## WHAT IS EXPECTED
Copy the records below verbatim, from the first line through the line containing "type Key = (String, String);", inclusive, and output nothing else.

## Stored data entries
━━━━

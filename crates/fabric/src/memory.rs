//! In-memory template resolver
//!
//! Holds templates and definitions keyed by namespace and name. Used by
//! tests and for offline generation from manifests read off disk.

use std::collections::HashMap;
use std::sync::{Arc, Mutex, PoisonError};

use crds::{DefinitionSpec, FabricTemplate, TopologyResourceReference};

use crate::resolver::{ResolveError, TemplateResolver};

type Key = (String, String);

/// In-memory resolver backed by shared maps
///
/// Clones share the same store, so a test can keep a handle and add objects
/// after handing the resolver to the code under test.
#[derive(Debug, Clone)]
pub struct InMemoryResolver {
    default_namespace: String,
    templates: Arc<Mutex<HashMap<Key, FabricTemplate>>>,
    definitions: Arc<Mutex<HashMap<Key, DefinitionSpec>>>,
    lookups: Arc<Mutex<u64>>,
}

impl Default for InMemoryResolver {
    fn default() -> Self {
        Self::new("default")
    }
}

impl InMemoryResolver {
    /// Create an empty resolver
    pub fn new(default_namespace: impl Into<String>) -> Self {
        Self {
            default_namespace: default_namespace.into(),
            templates: Arc::new(Mutex::new(HashMap::new())),
            definitions: Arc::new(Mutex::new(HashMap::new())),
            lookups: Arc::new(Mutex::new(0)),
        }
    }

    /// Add (or replace) a template
    pub fn add_template(&self, reference: &TopologyResourceReference, template: FabricTemplate) {
        let key = self.key(reference);
        self.templates
            .lock()
            .unwrap_or_else(PoisonError::into_inner)
            .insert(key, template);
    }

    /// Add (or replace) a definition
    pub fn add_definition(&self, reference: &TopologyResourceReference, definition: DefinitionSpec) {
        let key = self.key(reference);
        self.definitions
            .lock()
            .unwrap_or_else(PoisonError::into_inner)
            .insert(key, definition);
    }

    /// Number of lookups served so far, found or not
    #[must_use]
    pub fn lookups(&self) -> u64 {
        *self.lookups.lock().unwrap_or_else(PoisonError::into_inner)
    }

    fn key(&self, reference: &TopologyResourceReference) -> Key {
        (
            reference.namespace_or(&self.default_namespace).to_string(),
            reference.name.clone(),
        )
    }

    fn count_lookup(&self) {
        *self.lookups.lock().unwrap_or_else(PoisonError::into_inner) += 1;
    }
}

#[async_trait::async_trait]
impl TemplateResolver for InMemoryResolver {
    async fn get_template(
        &self,
        reference: &TopologyResourceReference,
    ) -> Result<FabricTemplate, ResolveError> {
        self.count_lookup();
        let key = self.key(reference);
        self.templates
            .lock()
            .unwrap_or_else(PoisonError::into_inner)
            .get(&key)
            .cloned()
            .ok_or_else(|| ResolveError::NotFound {
                kind: "Template",
                name: format!("{}/{}", key.0, key.1),
            })
    }

    async fn get_definition(
        &self,
        reference: &TopologyResourceReference,
    ) -> Result<DefinitionSpec, ResolveError> {
        self.count_lookup();
        let key = self.key(reference);
        self.definitions
            .lock()
            .unwrap_or_else(PoisonError::into_inner)
            .get(&key)
            .cloned()
            .ok_or_else(|| ResolveError::NotFound {
                kind: "Definition",
                name: format!("{}/{}", key.0, key.1),
            })
    }
}
//! Template Custom Resource Definition
//!
//! A `Template` carries a fabric template: the tier counts, vendor
//! assignments and uplink fan-out of a leaf/spine/superspine fabric. Pod
//! entries either define their tiers natively or reference another template
//! (or a definition that points at one).

use kube::CustomResource;
use schemars::JsonSchema;
use serde::{Deserialize, Serialize};

use crate::references::TopologyResourceReference;
use crate::vendor::VendorInfo;

/// TemplateSpec defines the desired fabric of a topology
#[derive(CustomResource, Debug, Clone, Serialize, Deserialize, JsonSchema, Default)]
#[kube(
    group = "topo.yndd.io",
    version = "v1alpha1",
    kind = "Template",
    namespaced,
    status = "TemplateStatus",
    category = "topo"
)]
#[serde(rename_all = "camelCase")]
pub struct TemplateSpec {
    /// Fabric template (leaf/spine/superspine tiers)
    #[serde(default, skip_serializing_if = "Option::is_none")]
    pub fabric: Option<FabricTemplate>,
}

/// Fabric template
///
/// Root templates may reference child templates per pod; a child template
/// holds exactly one natively defined pod.
#[derive(Debug, Clone, Serialize, Deserialize, JsonSchema, PartialEq, Eq)]
#[serde(rename_all = "camelCase")]
pub struct FabricTemplate {
    /// Superspine tier
    #[serde(default, skip_serializing_if = "Option::is_none")]
    pub tier1: Option<TierTemplate>,

    /// Border leaf tier
    #[serde(default, skip_serializing_if = "Option::is_none")]
    pub border_leaf: Option<TierTemplate>,

    /// Pod templates, in order
    #[serde(default, rename = "pod")]
    #[schemars(rename = "pod")]
    pub pods: Vec<PodTemplate>,

    /// Upper bound on spine uplinks towards one superspine
    #[serde(default = "default_max_uplinks")]
    #[schemars(range(min = 1, max = 4))]
    pub max_uplinks_tier2_to_tier1: u32,

    /// Upper bound on leaf uplinks towards one spine
    #[serde(default = "default_max_uplinks")]
    #[schemars(range(min = 1, max = 4))]
    pub max_uplinks_tier3_to_tier2: u32,
}

impl Default for FabricTemplate {
    fn default() -> Self {
        Self {
            tier1: None,
            border_leaf: None,
            pods: Vec::new(),
            max_uplinks_tier2_to_tier1: default_max_uplinks(),
            max_uplinks_tier3_to_tier2: default_max_uplinks(),
        }
    }
}

impl FabricTemplate {
    /// Whether any pod entry references another template or a definition
    #[must_use]
    pub fn has_reference(&self) -> bool {
        self.pods.iter().any(PodTemplate::has_reference)
    }
}

/// One pod entry of a fabric template
#[derive(Debug, Clone, Serialize, Deserialize, JsonSchema, PartialEq, Eq, Default)]
#[serde(rename_all = "camelCase")]
pub struct PodTemplate {
    /// Number of pod instances built from this entry
    #[serde(default, rename = "num", skip_serializing_if = "Option::is_none")]
    #[schemars(rename = "num")]
    pub pod_number: Option<u32>,

    /// Spine tier
    #[serde(default, skip_serializing_if = "Option::is_none")]
    pub tier2: Option<TierTemplate>,

    /// Leaf tier
    #[serde(default, skip_serializing_if = "Option::is_none")]
    pub tier3: Option<TierTemplate>,

    /// Tiers given as a labelled list (kind "tier2" or "tier3")
    #[serde(default, skip_serializing_if = "Vec::is_empty")]
    pub tiers: Vec<LabeledTier>,

    /// Reference to a child template providing this pod
    #[serde(default, skip_serializing_if = "Option::is_none")]
    pub template_reference: Option<TopologyResourceReference>,

    /// Reference to a definition whose template provides this pod
    #[serde(default, skip_serializing_if = "Option::is_none")]
    pub definition_reference: Option<TopologyResourceReference>,
}

impl PodTemplate {
    /// Whether the pod defines tiers itself
    #[must_use]
    pub fn has_native_tiers(&self) -> bool {
        self.tier2.is_some() || self.tier3.is_some() || !self.tiers.is_empty()
    }

    /// Whether the pod references a template or a definition
    #[must_use]
    pub fn has_reference(&self) -> bool {
        self.template_reference.is_some() || self.definition_reference.is_some()
    }
}

/// Vendors, node count and uplink fan-out of one fabric tier
#[derive(Debug, Clone, Serialize, Deserialize, JsonSchema, PartialEq, Eq, Default)]
#[serde(rename_all = "camelCase")]
pub struct TierTemplate {
    /// Vendors of the tier, assigned round-robin by node ordinal
    #[serde(default)]
    pub vendor_info: Vec<VendorInfo>,

    /// Number of nodes in the tier
    #[serde(default, rename = "num")]
    #[schemars(rename = "num")]
    pub node_number: u32,

    /// Uplinks from each node of the tier towards every node of the tier above
    #[serde(default = "default_uplinks_per_node")]
    #[schemars(range(min = 1, max = 4))]
    pub uplinks_per_node: u32,
}

/// Tier entry of the labelled tier list
#[derive(Debug, Clone, Serialize, Deserialize, JsonSchema, PartialEq, Eq, Default)]
#[serde(rename_all = "camelCase")]
pub struct LabeledTier {
    /// Tier label: "tier2" (spine) or "tier3" (leaf)
    pub kind: String,

    /// Vendors of the tier
    #[serde(default)]
    pub vendor_info: Vec<VendorInfo>,

    /// Number of nodes in the tier
    #[serde(default, rename = "num")]
    #[schemars(rename = "num")]
    pub node_number: u32,

    /// Uplinks per node
    #[serde(default = "default_uplinks_per_node")]
    pub uplinks_per_node: u32,
}

impl From<&LabeledTier> for TierTemplate {
    fn from(tier: &LabeledTier) -> Self {
        Self {
            vendor_info: tier.vendor_info.clone(),
            node_number: tier.node_number,
            uplinks_per_node: tier.uplinks_per_node,
        }
    }
}

fn default_max_uplinks() -> u32 {
    1
}

fn default_uplinks_per_node() -> u32 {
    1
}

/// TemplateStatus defines the observed state of a template
#[derive(Debug, Clone, Serialize, Deserialize, JsonSchema, Default)]
#[serde(rename_all = "camelCase")]
pub struct TemplateStatus {
    /// Current state of the template
    pub state: TemplateState,

    /// Number of nodes generated from the template
    #[serde(default)]
    pub node_count: u32,

    /// Number of links generated from the template
    #[serde(default)]
    pub link_count: u32,

    /// Error message if generation failed
    #[serde(skip_serializing_if = "Option::is_none")]
    pub error: Option<String>,

    /// Last generation timestamp
    #[serde(skip_serializing_if = "Option::is_none")]
    pub last_generated: Option<chrono::DateTime<chrono::Utc>>,
}

/// Generation state of a template
#[derive(Debug, Clone, Serialize, Deserialize, JsonSchema, PartialEq, Eq, Default)]
#[serde(rename_all = "PascalCase")]
pub enum TemplateState {
    #[default]
    Pending,
    /// A referenced template or definition does not exist yet
    ReferenceNotFound,
    Generated,
    Failed,
}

━━━━

## OUTPUT FOR THIS EXERCISE
filename crates/fabric/src/memory.rs
//! In-memory template resolver
//!
//! Holds templates and definitions keyed by namespace and name. Used by
//! tests and for offline generation from manifests read off disk.

use std::collections::HashMap;
use std::sync::{Arc, Mutex, PoisonError};

use crds::{DefinitionSpec, FabricTemplate, TopologyResourceReference};

use crate::resolver::{ResolveError, TemplateResolver};

type Key = (String, String);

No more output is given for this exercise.